In almost all CLOs, a specified percentage of the controlling class has the right to remove the CLO manager "for cause" and the right to nominate or approve the replacement of a CLO manager who has been so removed or has resigned. Consequently, CLO debt securities are, under a literal reading of the Final Rule, interests that have "the right to participate in the selection or removal" of an investment manager of a covered fund--in other words, "ownership interests" in which banks may not invest. Incongruously, because these rights are structured to help prevent an event of default under the CLO transaction documents, the carve-out in the Final Rule's language for "rights of a creditor to exercise remedies upon the occurrence of an event of default or an acceleration event" does not appear to apply.

Restructuring as an Alternative to Bank Divestiture

As an alternative to divesting their CLO debt securities, banks theoretically could attempt to orchestrate the restructuring of the legacy CLOs that issued those securities so that the CLOs qualify for the loan securitization exclusion from the definition of "covered fund". For at least two reasons, however, restructurings of legacy CLOs on a widespread basis is unrealistic. First, CLO managers would need to sell existing holdings of bonds and other securities that are not permitted under the loan securitization exclusion. They may not be willing to do so, however, if the CLO would incur a loss. Moreover, CLO managers have fiduciary responsibilities to all of the investors in the CLOs that they manage. Sales of non-loan assets, while beneficial for banks as a means of qualifying for the loan securitization exclusion, might be economically disadvantageous to other, non-bank CLO investors. Second, even after such sales, CLO managers would need to promise not to make any new purchases of impermissible securities. Banks that have invested in CLOs likely would not be comfortable with any such promise unless it was formally memorialized in an amendment to the CLO's transaction documents. However, it can be very difficult to amend CLOs transaction documents because amendments frequently require the consent of a majority of each class of securities issued by the CLO and the cooperation of security holders whose interests are not always aligned.

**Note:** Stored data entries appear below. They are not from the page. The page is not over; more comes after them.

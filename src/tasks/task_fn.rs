//! # Function-backed task (`TaskFn`)
//!
//! [`TaskFn`] wraps a closure `F: Fn() -> Fut`, producing a fresh future per spawn.
//!
//! ## Concurrency semantics
//! - Each call to [`Task::spawn`] creates a **new** future owning its own state.
//! - No hidden mutation between restarts; if shared state is needed use `Arc<...>`
//!   explicitly inside the closure.
//!
//! ## Example
//! ```rust
//! use faultvisor::{TaskFn, TaskRef};
//!
//! let t: TaskRef = TaskFn::arc("worker", || async {
//!     // do work...
//! });
//!
//! assert_eq!(t.name(), "worker");
//! ```

use std::borrow::Cow;
use std::future::Future;
use std::sync::Arc;

use crate::tasks::task::{BoxTaskFuture, Task};

/// Function-backed task implementation.
///
/// Wraps a closure that *creates* a new future per spawn.
#[derive(Debug)]
pub struct TaskFn<F> {
    name: Cow<'static, str>,
    f: F,
}

impl<F> TaskFn<F> {
    /// Creates a new function-backed task.
    ///
    /// Prefer [`TaskFn::arc`] when you immediately need a [`TaskRef`](crate::TaskRef).
    pub fn new(name: impl Into<Cow<'static, str>>, f: F) -> Self {
        Self {
            name: name.into(),
            f,
        }
    }

    /// Creates the task and returns it as a shared handle.
    pub fn arc(name: impl Into<Cow<'static, str>>, f: F) -> Arc<Self> {
        Arc::new(Self::new(name, f))
    }
}

impl<F, Fut> Task for TaskFn<F>
where
    F: Fn() -> Fut + Send + Sync + 'static,
    Fut: Future<Output = ()> + Send + 'static,
{
    fn name(&self) -> &str {
        &self.name
    }

    fn spawn(&self) -> BoxTaskFuture {
        Box::pin((self.f)())
    }
}

#[cfg(test)]
mod tests {
    use std::sync::atomic::{AtomicUsize, Ordering};

    use super::*;
    use crate::tasks::TaskRef;

    #[tokio::test]
    async fn test_each_spawn_runs_a_fresh_future() {
        let runs = Arc::new(AtomicUsize::new(0));
        let r = runs.clone();
        let task: TaskRef = TaskFn::arc("counter", move || {
            let r = r.clone();
            async move {
                r.fetch_add(1, Ordering::SeqCst);
            }
        });

        task.spawn().await;
        task.spawn().await;
        assert_eq!(runs.load(Ordering::SeqCst), 2);
        assert_eq!(task.name(), "counter");
    }

    #[test]
    fn test_owned_name() {
        let id = 7;
        let task = TaskFn::new(format!("worker-{id}"), || async {});
        assert_eq!(Task::name(&task), "worker-7");
    }
}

One Immediate Effect of the Rulemaking Issue

Although banks have until at least July 21, 2015 to bring any existing activities and investments into compliance with the Volcker Rule, they may face a problem today under current accounting rules. If the CLO debt securities held by banks are impermissible "ownership interests" in covered funds, then those banks no longer will be able to treat their senior CLO debt securities as long-term investments. Consequently, if the current market values of those securities are lower than the prices paid by banks to acquire them, banks may need to recognize immediate charges against earnings. The irony is that banks face the prospect of reduced capital levels as the result of holding secure and performing investments, solely because the Final Rule re-characterizes as "equity-like" certain features of those investments that are designed to protect banks in the first place.

Risk Retention

Pursuant to Section 941 of the Dodd-Frank Act, six governmental agencies were tasked with developing rules to require securitizers to retain a portion of the risk of the assets they securitize. The agencies have released proposed rules which, if enacted "as-is," would permit a CLO to satisfy the agencies' risk retention requirements either by retaining a specific type of interest in the CLO by the CLO investment manager or by structuring CLOs to consist solely of "CLO-eligible loan tranches" and related servicing assets. In either case, these options for risk retention are unworkable for most of the current participants in the CLO market and, if they are the only options available, are expected to significantly decrease the number of participants in the CLO market, the amount of CLO issuance and, consequently, the availability of financing to U.S. companies. I will address the problems with each of these options in turn.

CLO Manager Retention

The current risk retention proposal will require CLO investment managers to retain an interest equal to 5 percent of the fair value of all CLO securities issued in each new CLO it manages unless the transaction is structured to consist solely of "CLO-eligible loan tranches" and related servicing assets. In addition, to the extent that the retained interest represents a horizontal interest in the CLO, the interest is required to be structured in way to prevent the retention holder from receiving cash at a faster rate than that at which principal is paid to investors in all other CLO securities, as based on projected cash flows.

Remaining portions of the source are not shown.